Stacey Lynn Rentschler, MD, PhD
Photo: Stacey L. Rentschler



Elected 2023

I received an M.D., Ph.D. from the Mount Sinai School of Medicine, where my thesis work in the laboratory of Dr. Glenn Fishman centered on the development of the cardiac conduction system.  Subsequently, I entered the Department of Medicine’s Physician-Scientist program at the University of Pennsylvania, where I completed two years of residency in Internal Medicine followed by two years of clinical training in Cardiovascular Disease.  I joined the laboratory of Dr. Jonathan Epstein for my post-doctoral training, where I continued to pursue my interest in the development of the cardiac conduction system, transcriptional and epigenetic regulation of gene expression, and cellular reprogramming strategies.  I was awarded a Burroughs Wellcome Career Award in Medical Sciences to support my continued career development.  As of September 2012, I transitioned into a tenure-track position at the Washington University in St. Louis School of Medicine with a primary appointment in the Department of Medicine, Cardiovascular Division, and secondary appointments in Developmental Biology and Biomedical Engineering with the majority of my efforts devoted to bench research. 
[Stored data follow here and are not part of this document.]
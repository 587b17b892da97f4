//! In-memory storage backend for testing.
//!
//! Provides [`InMemoryStorage`], a thread-safe in-memory implementation of
//! the storage traits. Ideal for unit and integration tests where file I/O
//! is undesirable.

use std::collections::HashMap;
use std::sync::Mutex;

use super::{COLLECTIONS, Record, remove_by_key, upsert_by_key};
use crate::error::{LedgerError, Result};
use crate::models::{
    BankAccount, BankTransaction, Invoice, Journal, LedgerEntry, Reception, Reconciliation, Sale,
    TaxRate,
};

/// Thread-safe in-memory storage for testing.
///
/// This type implements both [`super::Storage`] (async) and
/// [`super::BlockingStorage`] (blocking) traits, providing a zero-setup
/// storage backend for tests.
///
/// # Upsert semantics
///
/// Like [`super::FileStorage`], upserts merge by key: existing items with
/// matching IDs are replaced in place, new items are appended.
///
/// # Example
///
/// ```rust
/// use pharma_ledger::storage::InMemoryStorage;
///
/// let storage = InMemoryStorage::new();
/// // Use with Books or BooksBlocking builders:
/// // BooksBlocking::builder().storage(storage).operator("...").build()
/// ```
#[derive(Debug, Default)]
pub struct InMemoryStorage {
    /// All state behind a single mutex for thread-safe interior mutability.
    inner: Mutex<Inner>,
}

/// Inner mutable state.
#[derive(Debug, Default)]
struct Inner {
    /// Named counters.
    sequences: HashMap<String, u64>,
    /// Stored journals.
    journals: Vec<Journal>,
    /// Stored ledger entries.
    ledger_entries: Vec<LedgerEntry>,
    /// Stored bank accounts.
    bank_accounts: Vec<BankAccount>,
    /// Stored bank transactions.
    bank_transactions: Vec<BankTransaction>,
    /// Stored statement reconciliations.
    reconciliations: Vec<Reconciliation>,
    /// Stored tax rates.
    tax_rates: Vec<TaxRate>,
    /// Stored invoices.
    invoices: Vec<Invoice>,
    /// Stored sales.
    sales: Vec<Sale>,
    /// Stored receptions.
    receptions: Vec<Reception>,
}

/// Typed access to the vector holding one collection.
trait Slot<T> {
    /// Returns the collection's backing vector.
    fn slot(&mut self) -> &mut Vec<T>;
}

/// Implements [`Slot`] for each collection field of [`Inner`].
macro_rules! impl_slots {
    ($($record:ty => $field:ident;)+) => {
        $(
            impl Slot<$record> for Inner {
                fn slot(&mut self) -> &mut Vec<$record> {
                    &mut self.$field
                }
            }
        )+
    };
}

impl_slots! {
    Journal => journals;
    LedgerEntry => ledger_entries;
    BankAccount => bank_accounts;
    BankTransaction => bank_transactions;
    Reconciliation => reconciliations;
    TaxRate => tax_rates;
    Invoice => invoices;
    Sale => sales;
    Reception => receptions;
}

impl InMemoryStorage {
    /// Creates a new empty in-memory storage.
    #[inline]
    #[must_use]
    pub fn new() -> Self {
        Self::default()
    }

    /// Acquires the inner lock and applies a closure.
    fn with_lock<R, F: FnOnce(&mut Inner) -> R>(&self, op: F) -> Result<R> {
        let mut inner = self.inner.lock().map_err(|err| lock_error(&err))?;
        Ok(op(&mut inner))
    }

    /// Returns a copy of one collection.
    fn read_all<T: Record>(&self) -> Result<Vec<T>>
    where
        Inner: Slot<T>,
    {
        self.with_lock(|inner| <Inner as Slot<T>>::slot(inner).clone())
    }

    /// Merges items into one collection by key.
    fn upsert_all<T: Record>(&self, items: Vec<T>) -> Result<()>
    where
        Inner: Slot<T>,
    {
        self.with_lock(|inner| upsert_by_key(<Inner as Slot<T>>::slot(inner), items))
    }

    /// Removes items from one collection by key.
    fn remove_all<T: Record>(&self, ids: &[T::Key]) -> Result<()>
    where
        Inner: Slot<T>,
    {
        self.with_lock(|inner| remove_by_key(<Inner as Slot<T>>::slot(inner), ids))
    }

    /// Increments and returns the named counter.
    fn allocate(&self, counter: &str) -> Result<u64> {
        self.with_lock(|inner| {
            let value = inner.sequences.entry(counter.to_owned()).or_insert(0);
            *value = value.saturating_add(1);
            *value
        })
    }

    /// Drops every record and counter.
    fn clear_all(&self) -> Result<()> {
        self.with_lock(|inner| {
            *inner = Inner::default();
            tracing::debug!(collections = COLLECTIONS.len(), "in-memory storage cleared");
        })
    }
}

/// Wraps a mutex poison error.
fn lock_error<T>(err: &std::sync::PoisonError<T>) -> LedgerError {
    LedgerError::Storage(err.to_string().into())
}

#[cfg(feature = "blocking")]
forward_storage!(blocking: InMemoryStorage);

#[cfg(feature = "async")]
forward_storage!(async_ready: InMemoryStorage);

#[cfg(test)]
mod tests {
    use super::*;
    use crate::models::{
        BankAccountId, BankTransactionId, Direction, JournalId, JournalKind, NaiveDate,
        ReconciliationStatus,
    };

    // ── Test helpers ───────────────────────────────────────────────────

    fn test_journal(id: &str) -> Journal {
        Journal {
            id: JournalId::from(id),
            code: "BQ1".to_owned(),
            label: format!("Journal {id}"),
            prefix: "BQ".to_owned(),
            kind: JournalKind::Bank,
        }
    }

    fn test_transaction(id: &str, amount: f64) -> BankTransaction {
        BankTransaction {
            id: BankTransactionId::from(id),
            account_id: BankAccountId::from("ba-1"),
            date: NaiveDate::from_ymd_opt(2024, 3, 4).unwrap(),
            label: "Virement client".to_owned(),
            amount,
            direction: Direction::Credit,
            reconciliation_status: ReconciliationStatus::Unreconciled,
            category: None,
            additional_centime_amount: None,
            reference: None,
            entry_id: None,
        }
    }

    #[cfg(feature = "blocking")]
    mod blocking {
        use super::*;
        use crate::storage::BlockingStorage;

        #[test]
        fn empty_storage_has_no_records() {
            let storage = InMemoryStorage::new();
            assert!(storage.journals().unwrap().is_empty());
            assert!(storage.ledger_entries().unwrap().is_empty());
            assert!(storage.invoices().unwrap().is_empty());
        }

        #[test]
        fn upsert_replaces_existing_by_id() {
            let storage = InMemoryStorage::new();
            storage
                .upsert_bank_transactions(vec![
                    test_transaction("tx-1", 100.0),
                    test_transaction("tx-2", 200.0),
                ])
                .unwrap();
            storage
                .upsert_bank_transactions(vec![test_transaction("tx-1", 150.0)])
                .unwrap();

            let stored = storage.bank_transactions().unwrap();
            assert_eq!(stored.len(), 2);
            let amounts: Vec<f64> = stored.iter().map(|tx| tx.amount).collect();
            assert_eq!(amounts, [150.0, 200.0]);
        }

        #[test]
        fn remove_deletes_matching_ids() {
            let storage = InMemoryStorage::new();
            storage
                .upsert_journals(vec![test_journal("j-1"), test_journal("j-2")])
                .unwrap();
            storage.remove_journals(&[JournalId::from("j-1")]).unwrap();
            let remaining = storage.journals().unwrap();
            assert_eq!(remaining.len(), 1);
            assert_eq!(remaining.first().unwrap().id, JournalId::from("j-2"));
        }

        #[test]
        fn sequences_are_per_counter() {
            let storage = InMemoryStorage::new();
            assert_eq!(storage.next_sequence("journal:j-1").unwrap(), 1);
            assert_eq!(storage.next_sequence("journal:j-1").unwrap(), 2);
            assert_eq!(storage.next_sequence("invoice:client").unwrap(), 1);
            assert_eq!(storage.next_sequence("journal:j-1").unwrap(), 3);
        }

        #[test]
        fn clear_resets_records_and_counters() {
            let storage = InMemoryStorage::new();
            storage.upsert_journals(vec![test_journal("j-1")]).unwrap();
            let _first = storage.next_sequence("journal:j-1").unwrap();
            storage.clear().unwrap();
            assert!(storage.journals().unwrap().is_empty());
            assert_eq!(storage.next_sequence("journal:j-1").unwrap(), 1);
        }

        #[test]
        fn concurrent_sequences_never_repeat() {
            use std::collections::HashSet;
            use std::sync::Arc;
            use std::thread;

            let shared = Arc::new(InMemoryStorage::new());
            let handles: Vec<_> = (0..8)
                .map(|_| {
                    let storage = Arc::clone(&shared);
                    thread::spawn(move || {
                        (0..25)
                            .map(|_| storage.next_sequence("journal:j-1").unwrap())
                            .collect::<Vec<u64>>()
                    })
                })
                .collect();

            let mut seen = HashSet::new();
            for handle in handles {
                for value in handle.join().unwrap() {
                    assert!(seen.insert(value), "duplicate sequence {value}");
                }
            }
            assert_eq!(seen.len(), 200);
        }
    }

    #[cfg(feature = "async")]
    mod async_tests {
        use super::*;
        use crate::storage::Storage;

        #[tokio::test]
        async fn async_upsert_and_read() {
            let storage = InMemoryStorage::new();
            storage
                .upsert_bank_transactions(vec![test_transaction("tx-1", 100.0)])
                .await
                .unwrap();
            let stored = storage.bank_transactions().await.unwrap();
            assert_eq!(stored.len(), 1);
            assert_eq!(storage.next_sequence("c").await.unwrap(), 1);
        }
    }
}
My research program is multi-disciplinary and centers on defining the mechanisms that regulate programming of cellular electrophysiological phenotypes, defining the transcriptional and epigenetic mechanisms underlying cardiac ion channel gene expression, and developing translational approaches for treating arrhythmias. To accomplish these aims, we study cardiac physiology and regulation of gene expression in murine, porcine, and human model systems.  Reactivation of developmental signaling pathways including Notch and Wnt can electrically remodel cardiomyocytes, or “reprogram” them, to adopt a new stable electrical phenotype in animal models.  We recently have begun to delineate the mechanism(s) underlying how noninvasive, high dose single fraction radiotherapy delivered to foci of abnormal electrical activity in patients refractory to conventional therapy reduces ventricular tachycardia.  Surprisingly, we discovered that cardiac radiotherapy does not ablate, and found that it reprograms cardiac conduction at least in part through activating Notch signaling. It is my hope that a further understanding of basic mechanisms may lead to improvements in the clinical protocol, with the goal to have more widespread adoption of the technique with the potential to expand into additional arrhythmia populations.